Ce mouvement Femme, vie, liberté a été décrit par plusieurs comme un mouvement révolutionnaire historique. Il s’agit en effet de la première révolution déclenchée et menée par les femmes de la génération Z.

Dans son combat contre les inégalités ethniques, de genre et de classe, elle ne recherche pas une autorité pour la guider, mais plutôt des porteurs de l’autorité qui sauront démontrer leur légitimité.

C’est d’ailleurs à travers les actions posées par cette génération Z que l’on observe deux des grandes caractéristiques de ce mouvement : son agilité et son caractère populaire.

L’absence d’un leader et l’existence d’un leadership diffus à travers les individus et les associations en est un bon exemple.

Ensuite, la créativité dans les actions qui se propagent rapidement allant de l’écriture de slogans anti-régime sur les murs aux manifestations sporadiques, en passant par les cris « mort au dictateur » provenant des maisons le soir ainsi que l’utilisation de l’art comme expression de la résistance.

Enfin, un mouvement bottom-up, lancé par les jeunes femmes, mais avec une diversité d’acteurs qui ont depuis joint leurs voix à ce mouvement, à savoir des travailleurs, des artistes, des sportifs, des associations professionnelles (médecins, avocats, etc.), toutes les classes sociales et minorités ethnoreligieuses.

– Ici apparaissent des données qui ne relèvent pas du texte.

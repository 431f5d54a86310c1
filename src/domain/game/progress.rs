//! Slide pointer for a running game.

use serde::{Deserialize, Serialize};

use crate::domain::foundation::{Percentage, SlideId, ValidationError};

/// Which slide is current and how many have been played.
#[derive(Debug, Clone, PartialEq, Eq, Serialize, Deserialize)]
pub struct Progress {
    current_slide_id: SlideId,
    total_slides: usize,
    slides_answered: usize,
}

impl Progress {
    /// Progress positioned on the first slide.
    ///
    /// # Errors
    ///
    /// - `OutOfRange` if the quiz has no slides
    pub fn new(first_slide_id: SlideId, total_slides: usize) -> Result<Self, ValidationError> {
        if total_slides == 0 {
            return Err(ValidationError::out_of_range(
                "total_slides",
                1,
                i64::MAX,
                0,
            ));
        }
        Ok(Self {
            current_slide_id: first_slide_id,
            total_slides,
            slides_answered: 0,
        })
    }

    pub fn current_slide_id(&self) -> SlideId {
        self.current_slide_id
    }

    pub fn total_slides(&self) -> usize {
        self.total_slides
    }

    pub fn slides_answered(&self) -> usize {
        self.slides_answered
    }

    pub fn is_complete(&self) -> bool {
        self.slides_answered >= self.total_slides
    }

    pub fn percentage(&self) -> Percentage {
        Percentage::of(self.slides_answered as u32, self.total_slides as u32)
    }

    pub(crate) fn advance(&mut self, next_slide_id: SlideId) {
        self.current_slide_id = next_slide_id;
        self.slides_answered += 1;
    }

    pub(crate) fn complete(&mut self) {
        self.slides_answered = self.total_slides;
    }
}
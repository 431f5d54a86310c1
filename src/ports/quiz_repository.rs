//! Quiz repository port - read access to quiz content.

use std::sync::Arc;

use async_trait::async_trait;

use crate::domain::foundation::{DomainError, KahootId};
use crate::domain::quiz::QuizContent;

/// Looks up quiz content by id.
///
/// Content is owned by an external authoring service; the engine only
/// reads it.
#[async_trait]
pub trait QuizRepository: Send + Sync {
    /// Returns `None` if no quiz has this id.
    async fn find_by_id(&self, id: &KahootId) -> Result<Option<Arc<dyn QuizContent>>, DomainError>;
}
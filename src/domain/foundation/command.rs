//! Command infrastructure for handlers.
//!
//! `CommandMetadata` is the context that flows through command processing
//! and into published events. The acting identity lives on each command
//! (hosts are registered users, players may be guests), so metadata only
//! carries tracing context.

use serde::{Deserialize, Serialize};
use uuid::Uuid;

/// Metadata context for command handlers.
#[derive(Debug, Clone, Default, PartialEq, Eq, Serialize, Deserialize)]
pub struct CommandMetadata {
    /// Links related operations across a single client request.
    #[serde(skip_serializing_if = "Option::is_none")]
    correlation_id: Option<String>,

    /// Distributed tracing span/trace ID.
    #[serde(skip_serializing_if = "Option::is_none")]
    trace_id: Option<String>,

    /// Source of this command (e.g., "gateway", "scheduler").
    #[serde(skip_serializing_if = "Option::is_none")]
    source: Option<String>,
}

impl CommandMetadata {
    /// Creates empty command metadata.
    pub fn new() -> Self {
        Self::default()
    }

    /// Builder: Add correlation ID for request tracing.
    pub fn with_correlation_id(mut self, id: impl Into<String>) -> Self {
        self.correlation_id = Some(id.into());
        self
    }

    /// Builder: Add trace ID for distributed tracing.
    pub fn with_trace_id(mut self, id: impl Into<String>) -> Self {
        self.trace_id = Some(id.into());
        self
    }

    /// Builder: Add source identifier.
    pub fn with_source(mut self, source: impl Into<String>) -> Self {
        self.source = Some(source.into());
        self
    }

    /// Returns the correlation ID, generating one if not set.
    pub fn correlation_id(&self) -> String {
        self.correlation_id
            .clone()
            .unwrap_or_else(|| Uuid::new_v4().to_string())
    }

    /// Returns the trace ID if set.
    pub fn trace_id(&self) -> Option<&str> {
        self.trace_id.as_deref()
    }

    /// Returns the source if set.
    pub fn source(&self) -> Option<&str> {
        self.source.as_deref()
    }
}

#[cfg(test)]
impl CommandMetadata {
    /// Creates a test fixture with a fixed correlation ID.
    pub fn test_fixture() -> Self {
        Self::new()
            .with_correlation_id("test-correlation-id")
            .with_source("test")
    }
}
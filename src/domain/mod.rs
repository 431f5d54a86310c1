//! Domain layer containing the game engine's business logic.
//!
//! # Module Organization
//!
//! - `foundation` - Shared primitives (ids, timestamps, errors, events)
//! - `quiz` - Quiz content model and scoring strategies
//! - `game` - Session aggregate, players, answers, scoreboard
//! - `services` - Evaluation, progress/ranking and PIN generation

pub mod foundation;
pub mod game;
pub mod quiz;
pub mod services;
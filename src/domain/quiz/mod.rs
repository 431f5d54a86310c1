//! Quiz content model.
//!
//! Slides, submissions and scoring rules as seen by the session engine.

mod quiz;
mod scoring;
mod slide;
mod submission;

pub use quiz::{Quiz, QuizContent};
pub use scoring::{
    strategy_for, NonScoring, ScoreOutcome, ScoringInput, ScoringStrategy, TimeWeightedScoring,
};
pub use slide::{AnswerOption, PublicOption, PublicSlide, SlideKind, SlideSnapshot};
pub use submission::{AnswerContent, EvaluationResult, Submission};
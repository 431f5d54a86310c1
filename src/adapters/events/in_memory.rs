//! In-memory event bus.
//!
//! Fans published events out to in-process subscribers (the gateway layer)
//! over a broadcast channel and keeps a bounded history for inspection.

use async_trait::async_trait;
use std::collections::VecDeque;
use std::sync::Mutex;
use tokio::sync::broadcast;

use crate::domain::foundation::{DomainError, EventEnvelope};
use crate::ports::EventPublisher;

/// Default number of events kept in history.
pub const DEFAULT_HISTORY_LIMIT: usize = 1024;

/// In-process event bus.
///
/// Features:
/// - Broadcast delivery to any number of subscribers
/// - Bounded history for assertions and diagnostics
///
/// # Example
///
/// ```ignore
/// let bus = Arc::new(InMemoryEventBus::new());
/// let mut rx = bus.subscribe();
///
/// bus.publish(envelope).await?;
///
/// assert!(bus.has_event("game.session_created.v1"));
/// let received = rx.recv().await?;
/// ```
pub struct InMemoryEventBus {
    sender: broadcast::Sender<EventEnvelope>,
    history: Mutex<VecDeque<EventEnvelope>>,
    history_limit: usize,
}

impl InMemoryEventBus {
    pub fn new() -> Self {
        Self::with_history_limit(DEFAULT_HISTORY_LIMIT)
    }

    pub fn with_history_limit(history_limit: usize) -> Self {
        let (sender, _) = broadcast::channel(history_limit.max(1));
        Self {
            sender,
            history: Mutex::new(VecDeque::new()),
            history_limit,
        }
    }

    /// Receives every event published after this call.
    pub fn subscribe(&self) -> broadcast::Receiver<EventEnvelope> {
        self.sender.subscribe()
    }

    /// Events in publish order, oldest first.
    pub fn published_events(&self) -> Vec<EventEnvelope> {
        self.history().iter().cloned().collect()
    }

    pub fn events_of_type(&self, event_type: &str) -> Vec<EventEnvelope> {
        self.history()
            .iter()
            .filter(|e| e.event_type == event_type)
            .cloned()
            .collect()
    }

    pub fn events_for_aggregate(&self, aggregate_id: &str) -> Vec<EventEnvelope> {
        self.history()
            .iter()
            .filter(|e| e.aggregate_id == aggregate_id)
            .cloned()
            .collect()
    }

    pub fn event_count(&self) -> usize {
        self.history().len()
    }

    pub fn has_event(&self, event_type: &str) -> bool {
        self.history().iter().any(|e| e.event_type == event_type)
    }

    pub fn clear(&self) {
        self.history().clear();
    }

    fn history(&self) -> std::sync::MutexGuard<'_, VecDeque<EventEnvelope>> {
        // A panic while holding the lock cannot leave the deque half-written.
        self.history.lock().unwrap_or_else(|poisoned| poisoned.into_inner())
    }
}

impl Default for InMemoryEventBus {
    fn default() -> Self {
        Self::new()
    }
}

#[async_trait]
impl EventPublisher for InMemoryEventBus {
    async fn publish(&self, event: EventEnvelope) -> Result<(), DomainError> {
        {
            let mut history = self.history();
            if self.history_limit > 0 {
                if history.len() == self.history_limit {
                    history.pop_front();
                }
                history.push_back(event.clone());
            }
        }

        // No subscribers is not an error.
        let _ = self.sender.send(event);
        Ok(())
    }

    async fn publish_all(&self, events: Vec<EventEnvelope>) -> Result<(), DomainError> {
        for event in events {
            self.publish(event).await?;
        }
        Ok(())
    }
}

Ce mouvement révolutionnaire s’est aussi propagé à l’extérieur de l’Iran, auprès et même au-delà de sa diaspora, et a conduit au même type de mobilisations populaires et agiles.

Vers un leadership mobilisateur

Aujourd’hui, une réflexion sérieuse sur le leadership s’impose, particulièrement dans la diaspora qui dispose de toutes les libertés pour organiser et mener un mouvement dont l’aboutissement et la finalité seront décidés par le peuple et les leaders en Iran une fois que le régime islamiste sera déchu.

Certaines figures de l’opposition iranienne à l’étranger ont récemment fait une annonce prometteuse sur la formation d’une coalition. Il est primordial que le leadership soit capable de mobiliser tous les acteurs, de les guider vers une destination commune tout en préservant l’agilité du mouvement porté par la génération Z.

Mais quels seraient les attributs nécessaires au succès de cette initiative ?

En premier lieu, la capacité de formuler une vision commune (par une charte) d’un Iran après le régime islamique – et d’une feuille de route qui propose des solutions concrètes pour soutenir le mouvement révolutionnaire.

Cette feuille de route devra d’ailleurs refléter les différentes revendications du mouvement et des acteurs qui le représente. Lors de la rencontre du 10 février, les figures de l’opposition ont dit d’ailleurs vouloir travailler à développer un tel plan.

Ensuite, la capacité du leadership à rassembler, connecter et faire collaborer l’ensemble des acteurs engagés autour des actions définies dans la feuille de route.

La capacité à inscrire ses actions dans la transparence sera également déterminante. Un leadership transparent qui communique régulièrement sur ses intentions et défis sera un attribut majeur pour bâtir la confiance et continuer à engager les acteurs du mouvement.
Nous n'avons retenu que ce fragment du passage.